The Governing Council judges that in view of ongoing excess capacity, the economy continues to require considerable monetary policy support. We remain committed to holding the policy interest rate at the effective lower bound until economic slack is absorbed so that the 2 percent inflation target is sustainably achieved. In the Bank’s October projection, this happens sometime in the middle quarters of 2022. We will provide the appropriate degree of monetary policy stimulus to support the recovery and achieve the inflation target.


Bank of Canada Rate Statement Explained

The Bank of Canada Rate Statement is the primary tool the Bank of Canada uses to communicate with investors about monetary policy. It contains the outcome of their decision on interest rates and commentary about the economic conditions that influenced their decision.

The announcement conveys to the financial markets and investors what, if any, changes in policy might be. The main focus is the target set for the overnight rate (BoC Rate Decision). The policy is framed around keeping the annual rate of inflation as measured by the consumer price index (CPI) within a 1 percent to 3 percent range and close to the 2 percent midpoint over the longer run. To this end, the BoC also monitors an adjusted measure of the CPI that excludes a range of volatile categories in order to get a better handle on underlying trends.

BoC Rate Decision

Bank of Canada determines interest rate policy at eight meetings during the year and they are an influential event for the markets. Prior to each meeting, market participants speculate about the possibility of an interest rate change.
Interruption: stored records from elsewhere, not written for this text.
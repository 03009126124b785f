//! Error types for booking-engine operations.

use thiserror::Error;

use crate::booking::BookingStatus;

/// Failure modes of the conflict engine.
///
/// The engine never retries internally. Each variant tells the caller
/// whether retrying the call can help: only `RepositoryUnavailable` is
/// retryable, because no partial state was committed. Everything else is a
/// caller error or a business outcome that needs a user decision.
#[derive(Error, Debug)]
pub enum ScheduleError {
    /// Malformed time or duration. Reject the input; retrying cannot help.
    #[error("invalid interval: {0}")]
    InvalidInterval(String),

    /// The proposed time overlaps an existing booking in the same room
    /// on the same date.
    #[error("conflicts with booking {with} ({overlap_minutes} min overlap)")]
    Conflict { with: String, overlap_minutes: i64 },

    /// The room is under maintenance and cannot be booked at any time.
    #[error("room {room} is unavailable (needs repair)")]
    RoomUnavailable { room: String },

    /// The booking names a room the directory does not know.
    #[error("unknown room: {room}")]
    UnknownRoom { room: String },

    /// No booking with this id exists.
    #[error("booking not found: {id}")]
    NotFound { id: String },

    /// The requested status change is not allowed from the booking's
    /// current status.
    #[error("invalid status transition: {from} -> {to}")]
    InvalidTransition {
        from: BookingStatus,
        to: BookingStatus,
    },

    /// Batch precondition: every room is under maintenance, or none exist.
    #[error("no available rooms")]
    NoAvailableRooms,

    /// Batch precondition: the lecturer roster is empty.
    #[error("no available lecturers")]
    NoAvailableLecturers,

    /// Malformed configuration document.
    #[error("invalid config: {0}")]
    InvalidConfig(String),

    /// The storage layer failed or timed out. The whole call is safe to
    /// retry: this engine commits nothing before the repository succeeds.
    #[error("repository unavailable: {0}")]
    RepositoryUnavailable(#[from] RepositoryError),
}

/// Infrastructure failure reported by a repository or directory provider.
#[derive(Error, Debug)]
pub enum RepositoryError {
    #[error("storage error: {0}")]
    Storage(String),

    #[error("timed out after {0} ms")]
    Timeout(u64),
}

pub type Result<T> = std::result::Result<T, ScheduleError>;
A post-meeting statement is issued after each meeting. Unlike the Federal Reserve, there are no post-meeting minutes. The Bank has an inflation target range of 1 percent to 3 percent with a specific focus on the 2 percent midpoint.
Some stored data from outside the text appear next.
//! The schedule engine facade: propose, reschedule, cancel, review, and
//! batch auto-assignment.
//!
//! Every conflict-check-then-write sequence for one (room, date) runs under
//! a per-key lock, so two concurrent proposals for the same room-day cannot
//! both observe "no conflict" and both commit. The batch generator
//! snapshots its inputs once and runs single-threaded; callers must not
//! interleave manual writes for the same rooms mid-batch.

use std::collections::HashMap;
use std::sync::{Arc, Mutex, MutexGuard};

use chrono::{NaiveDate, NaiveTime};
use serde::{Deserialize, Serialize};

use crate::allocator::{AssignmentOutcome, SlotAllocator};
use crate::booking::{Booking, BookingStatus};
use crate::config::EngineConfig;
use crate::conflict::{check_booking, ConflictOutcome};
use crate::error::{Result, ScheduleError};
use crate::repository::{BookingRepository, DirectoryProvider};
use crate::slot::{SlotCatalog, SlotClaims};

/// Fields a reschedule may change. Everything else on the booking is fixed;
/// in particular the room is not reschedulable -- cancel and re-propose to
/// move a booking to another room.
#[derive(Debug, Clone, Default, PartialEq, Serialize, Deserialize)]
pub struct ReschedulePatch {
    pub date: Option<NaiveDate>,
    pub start_time: Option<NaiveTime>,
    pub duration_minutes: Option<u32>,
}

impl ReschedulePatch {
    pub fn new() -> Self {
        Self::default()
    }

    pub fn with_date(mut self, date: NaiveDate) -> Self {
        self.date = Some(date);
        self
    }

    pub fn with_start_time(mut self, start_time: NaiveTime) -> Self {
        self.start_time = Some(start_time);
        self
    }

    pub fn with_duration_minutes(mut self, duration_minutes: u32) -> Self {
        self.duration_minutes = Some(duration_minutes);
        self
    }
}

/// Facade over the repository and directory collaborators.
pub struct ScheduleEngine<R, D> {
    repository: R,
    directory: D,
    config: EngineConfig,
    room_day_locks: Mutex<HashMap<(String, NaiveDate), Arc<Mutex<()>>>>,
}

impl<R, D> ScheduleEngine<R, D>
where
    R: BookingRepository,
    D: DirectoryProvider,
{
    pub fn new(repository: R, directory: D) -> Self {
        Self {
            repository,
            directory,
            config: EngineConfig::default(),
            room_day_locks: Mutex::new(HashMap::new()),
        }
    }

    /// Replaces the default configuration.
    pub fn with_config(mut self, config: EngineConfig) -> Self {
        self.config = config;
        self
    }

    pub fn repository(&self) -> &R {
        &self.repository
    }

    /// Serialization point for one (room, date). The returned guard must be
    /// held across the conflict check and the persisting write.
    fn room_day_lock(&self, room_name: &str, date: NaiveDate) -> Arc<Mutex<()>> {
        let mut table = self
            .room_day_locks
            .lock()
            .unwrap_or_else(|e| e.into_inner());
        table
            .entry((room_name.to_string(), date))
            .or_insert_with(|| Arc::new(Mutex::new(())))
            .clone()
    }

    fn lock_guard(key_lock: &Arc<Mutex<()>>) -> MutexGuard<'_, ()> {
        key_lock.lock().unwrap_or_else(|e| e.into_inner())
    }

    /// Validates and persists a manual booking request.
    ///
    /// # Errors
    /// `InvalidInterval` for malformed times, `UnknownRoom` when the room
    /// name resolves to nothing, `RoomUnavailable` for rooms under
    /// maintenance, `Conflict` on overlap with a stored booking, and
    /// `RepositoryUnavailable` for infrastructure failures. Rejected
    /// bookings are never persisted.
    pub fn propose_booking(&self, booking: Booking) -> Result<Booking> {
        booking.interval()?;

        let room = self
            .directory
            .room_by_name(&booking.room_name)?
            .ok_or_else(|| ScheduleError::UnknownRoom {
                room: booking.room_name.clone(),
            })?;

        let key_lock = self.room_day_lock(&booking.room_name, booking.date);
        let _guard = Self::lock_guard(&key_lock);

        let existing = self
            .repository
            .find_by_room_and_date(&booking.room_name, booking.date)?;
        match check_booking(&booking, &room, &existing)? {
            ConflictOutcome::Clear => Ok(self.repository.save(booking)?),
            ConflictOutcome::Conflict {
                with,
                overlap_minutes,
            } => Err(ScheduleError::Conflict {
                with,
                overlap_minutes,
            }),
            ConflictOutcome::RoomUnavailable => Err(ScheduleError::RoomUnavailable {
                room: room.room_name,
            }),
        }
    }

    /// Moves a stored booking to a new date, time, or duration, re-validated
    /// against every other booking before anything changes.
    ///
    /// # Errors
    /// `NotFound` for a missing id; otherwise the same taxonomy as
    /// [`propose_booking`](Self::propose_booking). On rejection the stored
    /// record is left untouched.
    pub fn reschedule_booking(&self, id: &str, patch: &ReschedulePatch) -> Result<Booking> {
        let stored = self
            .repository
            .find_by_id(id)?
            .ok_or_else(|| ScheduleError::NotFound { id: id.to_string() })?;

        let mut patched = stored;
        if let Some(date) = patch.date {
            patched.date = date;
        }
        if let Some(start_time) = patch.start_time {
            patched.start_time = start_time;
        }
        if let Some(duration_minutes) = patch.duration_minutes {
            patched.duration_minutes = duration_minutes;
        }
        patched.interval()?;

        let room = self
            .directory
            .room_by_name(&patched.room_name)?
            .ok_or_else(|| ScheduleError::UnknownRoom {
                room: patched.room_name.clone(),
            })?;

        let key_lock = self.room_day_lock(&patched.room_name, patched.date);
        let _guard = Self::lock_guard(&key_lock);

        let existing = self
            .repository
            .find_by_room_and_date(&patched.room_name, patched.date)?;
        match check_booking(&patched, &room, &existing)? {
            ConflictOutcome::Clear => Ok(self.repository.save(patched)?),
            ConflictOutcome::Conflict {
                with,
                overlap_minutes,
            } => Err(ScheduleError::Conflict {
                with,
                overlap_minutes,
            }),
            ConflictOutcome::RoomUnavailable => Err(ScheduleError::RoomUnavailable {
                room: room.room_name,
            }),
        }
    }

    /// Cancels (deletes) a stored booking.
    ///
    /// # Errors
    /// `NotFound` when absent; `InvalidTransition` for a `Rejected`
    /// booking, which is terminal.
    pub fn cancel_booking(&self, id: &str) -> Result<Booking> {
        let stored = self
            .repository
            .find_by_id(id)?
            .ok_or_else(|| ScheduleError::NotFound { id: id.to_string() })?;

        if stored.status == BookingStatus::Rejected {
            return Err(ScheduleError::InvalidTransition {
                from: stored.status,
                to: BookingStatus::Cancelled,
            });
        }

        self.repository
            .delete_by_id(id)?
            .ok_or_else(|| ScheduleError::NotFound { id: id.to_string() })
    }

    /// Applies the administrative review decision.
    ///
    /// Only `Pending -> Approved` and `Pending -> Rejected` are valid;
    /// cancellation is a delete ([`cancel_booking`](Self::cancel_booking)),
    /// not a status write.
    ///
    /// # Errors
    /// `NotFound` when absent, `InvalidTransition` for anything but the two
    /// review transitions.
    pub fn set_status(&self, id: &str, to: BookingStatus) -> Result<Booking> {
        let mut stored = self
            .repository
            .find_by_id(id)?
            .ok_or_else(|| ScheduleError::NotFound { id: id.to_string() })?;

        let allowed = stored.status == BookingStatus::Pending
            && matches!(to, BookingStatus::Approved | BookingStatus::Rejected);
        if !allowed {
            return Err(ScheduleError::InvalidTransition {
                from: stored.status,
                to,
            });
        }

        stored.status = to;
        Ok(self.repository.save(stored)?)
    }

    /// Runs the batch auto-generator: snapshot the directory once, assign
    /// every enrollment, commit the created bookings in one call.
    ///
    /// An empty enrollment list returns the empty outcome without touching
    /// the repository, so repeated runs are idempotent.
    ///
    /// # Errors
    /// `NoAvailableRooms` / `NoAvailableLecturers` abort the batch with
    /// nothing persisted; `RepositoryUnavailable` likewise.
    pub fn run_auto_assignment(
        &self,
        week_start: NaiveDate,
        catalog_override: Option<SlotCatalog>,
    ) -> Result<AssignmentOutcome> {
        let enrollments = self.directory.enrollments()?;
        if enrollments.is_empty() {
            return Ok(AssignmentOutcome::default());
        }

        let rooms = self.directory.rooms()?;
        let lecturers = self.directory.lecturers()?;

        let catalog = catalog_override.unwrap_or_else(|| self.config.slot_catalog.clone());
        let allocator =
            SlotAllocator::new(catalog).with_defaults(self.config.defaults.clone());

        let mut claims = SlotClaims::new();
        let mut outcome =
            allocator.assign(&enrollments, &rooms, &lecturers, week_start, &mut claims)?;

        if !outcome.created.is_empty() {
            outcome.created = self.repository.save_all(outcome.created)?;
        }
        Ok(outcome)
    }
}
Although the Bank monitors many economic indicators, as indeed all central banks do, the Bank converted its inflation barometer for operational purposes to a consumer price index measure that subtracts eight volatile components to better reflect core inflation. It also takes the foreign exchange rate for the Canadian dollar into its monetary policy decisions.

Monetary policy goals are to aid and abet solid economic growth along with rising living standards. To achieve these goals, inflation is kept low, stable, and predictable. The inflation-control target is at the heart of Canadian monetary policy that the Bank and the Government have established. The level of interest rates and the exchange rate determine the monetary environment in which the Canadian economy operates.
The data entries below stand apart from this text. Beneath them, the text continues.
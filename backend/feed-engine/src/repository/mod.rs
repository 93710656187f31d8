//! Store seams consumed by the engine.
//!
//! Every backing store is reached through one of these traits so the
//! pager and state machines can be exercised without Postgres. The
//! Postgres implementations keep each write a single atomic statement;
//! the engine never holds a multi-step lock across a network call.

pub mod comments;
pub mod memory;
pub mod posts;
pub mod reactions;
pub mod relationships;
pub mod views;

use async_trait::async_trait;
use uuid::Uuid;

use crate::domain::{Comment, FeedCursor, Post, Relationship};
use crate::error::Result;

pub use comments::PgCommentStore;
pub use posts::PgPostStore;
pub use reactions::PgReactionStore;
pub use relationships::PgRelationshipStore;
pub use views::PgViewStore;

/// Outcome of an atomic reaction toggle
#[derive(Debug, Clone, Copy, PartialEq, Eq)]
pub struct ReactionToggle {
    /// True when the toggle inserted the reaction, false when it removed it
    pub added: bool,
    /// Post reaction count after the toggle
    pub reaction_count: i64,
}

#[async_trait]
pub trait RelationshipStore: Send + Sync {
    /// All relationship edges touching `user_id`, either direction
    async fn edges_touching(&self, user_id: Uuid) -> Result<Vec<Relationship>>;
}

#[async_trait]
pub trait PostStore: Send + Sync {
    /// Visible (non-hidden) posts in `(created_at desc, id asc)` keyset
    /// order, restricted to `authors` when present, excluding `excluded`
    /// authors, at most `limit` rows. When `before` is present only rows
    /// strictly past that position qualify: older timestamps, or the same
    /// timestamp with a greater id, so equal-timestamp rows straddling a
    /// page boundary are never skipped.
    async fn list_visible(
        &self,
        authors: Option<&[Uuid]>,
        excluded: &[Uuid],
        before: Option<FeedCursor>,
        limit: usize,
    ) -> Result<Vec<Post>>;

    async fn get(&self, post_id: Uuid) -> Result<Option<Post>>;

    async fn insert(&self, post: &Post) -> Result<()>;

    /// Downstream effect of a first view; at most once per (viewer, post)
    /// pair, enforced by the caller via [`ViewStore::insert_view`].
    async fn increment_view_count(&self, post_id: Uuid) -> Result<()>;
}

#[async_trait]
pub trait ReactionStore: Send + Sync {
    /// Atomic insert-or-delete for the (post, user, emoji) triple.
    /// A second identical reaction removes the first.
    async fn toggle(&self, post_id: Uuid, user_id: Uuid, emoji: &str) -> Result<ReactionToggle>;

    async fn exists(&self, post_id: Uuid, user_id: Uuid, emoji: &str) -> Result<bool>;
}

#[async_trait]
pub trait CommentStore: Send + Sync {
    async fn insert(&self, comment: &Comment) -> Result<()>;

    async fn get(&self, comment_id: Uuid) -> Result<Option<Comment>>;

    /// All live comments for a post, oldest first
    async fn list_for_post(&self, post_id: Uuid) -> Result<Vec<Comment>>;

    /// Remove the comment and its entire reply subtree in one statement.
    /// Returns the number of comments removed; 0 when the comment does
    /// not exist or `author_id` does not own it.
    async fn delete_subtree(&self, comment_id: Uuid, author_id: Uuid) -> Result<u64>;
}

#[async_trait]
pub trait ViewStore: Send + Sync {
    /// Insert-or-ignore the (viewer, post) view record. Returns true only
    /// when this call created the record; duplicates are a silent no-op.
    async fn insert_view(&self, viewer_id: Uuid, post_id: Uuid) -> Result<bool>;

    async fn is_seen(&self, viewer_id: Uuid, post_id: Uuid) -> Result<bool>;

    /// Most recently seen post ids for the viewer, newest first, bounded
    async fn load_seen(&self, viewer_id: Uuid, limit: usize) -> Result<Vec<Uuid>>;
}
The level of interest rates affects the economy. Higher interest rates tend to slow economic activity; lower interest rates stimulate economic activity. Either way, interest rates influence the sales environment. In the consumer sector, few homes or cars will be purchased when interest rates rise. Furthermore, interest rate costs are a significant factor for many businesses, particularly for companies with high debt loads or who have to finance high inventory levels. This interest cost has a direct impact on corporate profits. The bottom line is that higher interest rates are bearish for the financial markets, while lower interest rates are bullish.